[Battlemesh] IEEE magazine on FCC lockdown

Simon Wunderlich sw at simonwunderlich.de
Wed Apr 20 16:36:50 CEST 2016


Hi Leonardo,

On Wednesday 20 April 2016 16:01:43 leonardo wrote:
> [...]
> > And his statement "FCC is calling out in FCC 14-30 is the “firmware”
> > that is
> > located inside the radio chip or application-specific integrated
> > circuit" is
> > rather controversial because they used the term "DD-WRT" (which is a
> > device
> > firmware and not a wifi chip firmware) earlier in their
> > questionnaire. It was
> > most likely not their intent but they made it really hard not to
> > interpret it
> > this way. And right now, WiFi firmware chip versions can still be
> > replaced and
> > mostly only hindered the lawful use of the devices (e.g. in mesh
> > networks with
> > ath10k). I don't know (but could easily be wrong) of any widely
> > deployed wifi
> > chip used in community networks which uses some kind of cryptographic
> > mechanism which would stop anyone from installing a hacked wifi chip
> > firmware
> > (and wifi chip firmware only). But even when it doesn't exist now -
> > maybe this
> > will come and thus confirm his standpoint.
> 
> This is the point that i wanted to discuss. There is this line of
> interpretation that says "intentions of FCC are good, implementation is
> wrong". Where:
>  - intentions means: "lock down frequency/powerlevel/DFS..." in the
> Radio chip to use the unlicensed spectrum as FCC mandates.
>  - implementations is what Simon said in the other email: since vendors
> like tp-link today can not simply enforce the lockdown on the radio
> -only, they locked everything to stay on the market.
> 
> Now let's say that tomorrow technology X allows to lock down radio
> firmware. Do we like it or not? would this be a reasonable trade-off to
> preserve our ability to reflash the OS in the device? in the
>  bufferbloat-FCC-discuss ML it seems the answer is a big NO, I'd like
> to know how this ML feels.

We haven't seen this yet, so this is a more a theoretical question. 
Practically, what we see today e.g. in ath10k is a big firmware which has all 
sorts of limitations (no ad-hoc support, limited amount of peers, closed 
source).

Also, these firmwares are actually uploaded from the host (i.e. the router 
firmware), and therefore can easily be replaced.
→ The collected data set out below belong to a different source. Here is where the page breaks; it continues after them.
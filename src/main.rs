use anyhow::Result;
use clap::Parser;
use std::path::PathBuf;
use std::process::ExitCode;

use stowage::commands::{self, Config};
use stowage::package::{PackageName, VersionName};
use stowage::runtime::RealRuntime;

/// stowage - versioned package management on top of GNU Stow
///
/// Keeps every manually built version of a package under a repository root
/// and exposes exactly one of them through a `current` symlink that stow
/// links into the target directory.
///
/// Examples:
///   stowage install gcc 13.2 /tmp/gcc-build   # copy and link a version
///   stowage stow gcc 12.3                     # switch the linked version
///   stowage ls gcc                            # versions, current marked
#[derive(Parser, Debug)]
#[command(author, version = env!("STOWAGE_VERSION"), about)]
struct Cli {
    #[command(subcommand)]
    command: Commands,

    /// Repository root holding package/version directories
    #[arg(
        long = "dir",
        short = 'd',
        env = "STOWAGE_DIR",
        value_name = "DIR",
        global = true
    )]
    repo_root: Option<PathBuf>,

    /// Directory stow links into (defaults to the parent of the repository
    /// root)
    #[arg(
        long = "target",
        short = 't',
        env = "STOWAGE_TARGET",
        value_name = "DIR",
        global = true
    )]
    target: Option<PathBuf>,

    /// Link individual files instead of folding whole directories
    #[arg(long = "no-folding", env = "STOWAGE_NO_FOLDING", global = true)]
    no_folding: bool,

    /// Forwarded to stow as --verbose=N (repeatable)
    #[arg(short = 'v', long = "verbose", action = clap::ArgAction::Count, global = true)]
    verbose: u8,
}

#[derive(clap::Subcommand, Debug)]
enum Commands {
    /// Install a package version from a directory tree
    Install(InstallArgs),

    /// Remove a version, or a whole package with all its versions
    Uninstall(UninstallArgs),

    /// Link a specific installed version into the target directory
    Stow(StowArgs),

    /// Delete the stowed symlinks of one or more packages
    Unstow(UnstowArgs),

    /// Unlink and relink the current version to pick up new files
    Restow(RestowArgs),

    /// List packages, or the versions of one package
    Ls(LsArgs),
}

#[derive(clap::Args, Debug)]
struct InstallArgs {
    package: PackageName,
    version: VersionName,
    /// Directory tree to install from
    path: PathBuf,

    /// Skip the reinstall confirmation
    #[arg(short = 'y', long = "yes")]
    yes: bool,
}

#[derive(clap::Args, Debug)]
struct UninstallArgs {
    package: PackageName,
    version: Option<VersionName>,

    /// Skip the confirmation prompt
    #[arg(short = 'y', long = "yes")]
    yes: bool,
}

#[derive(clap::Args, Debug)]
struct StowArgs {
    package: PackageName,
    version: VersionName,
}

#[derive(clap::Args, Debug)]
struct UnstowArgs {
    #[arg(required = true)]
    packages: Vec<PackageName>,
}

#[derive(clap::Args, Debug)]
struct RestowArgs {
    package: PackageName,
}

#[derive(clap::Args, Debug)]
struct LsArgs {
    package: Option<PackageName>,
}

fn main() -> ExitCode {
    env_logger::Builder::from_env(env_logger::Env::default().default_filter_or("warn")).init();
    let cli = Cli::parse();

    match run(cli) {
        Ok(()) => ExitCode::SUCCESS,
        Err(err) => {
            eprintln!("error: {:#}", err);
            let code = err
                .downcast_ref::<stowage::Error>()
                .map_or(1, stowage::Error::exit_code);
            ExitCode::from(code)
        }
    }
}

fn run(cli: Cli) -> Result<()> {
    let config = Config::new(
        RealRuntime,
        cli.repo_root,
        cli.target,
        cli.no_folding,
        cli.verbose,
    )?;

    match cli.command {
        Commands::Install(args) => commands::install(
            &config,
            &args.package,
            &args.version,
            &args.path,
            args.yes,
        ),
        Commands::Uninstall(args) => {
            commands::uninstall(&config, &args.package, args.version.as_ref(), args.yes)
        }
        Commands::Stow(args) => commands::stow(&config, &args.package, &args.version),
        Commands::Unstow(args) => commands::unstow(&config, &args.packages),
        Commands::Restow(args) => commands::restow(&config, &args.package),
        Commands::Ls(args) => commands::list(&config, args.package.as_ref()),
    }
}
Personally, I wouldn't mind a firmware which just locks the radio stuff (and 
ONLY the radio) so we can get some peace in this discussion. But from the past 
experience, vendors tend to put all kind of things into the firmware instead 
of making it small.

> Concretely, since in Europe we have the ongoing similar problem, should
> we go to our governments and convince them that they should apply a
> "lock the radio" implementation of the Radio Directive?

No, because vendors will not practically implement that - at least as far as I 
see. And if they don't implement minimal firmware with locking, we are back to 
the previous problem and AP vendors will just default to lock the whole 
firmware.

> 
> > We will not start to being happy and praise the new FCC requirements
> > but I
> > think he has the rights to point out the intentions we may (or may
> > not) have
> > missed. But at least for me it was nothing new which wasn't written
> > already at
> > many other articles.
> 
> We also have the rights to tell IEEE Consumer Electronics Magazine our
> opinion, if we want. We can ask the editors (among them there is also
> the author of the piece) if they are interested in a 2-pages paper
> stating the point of view of the community.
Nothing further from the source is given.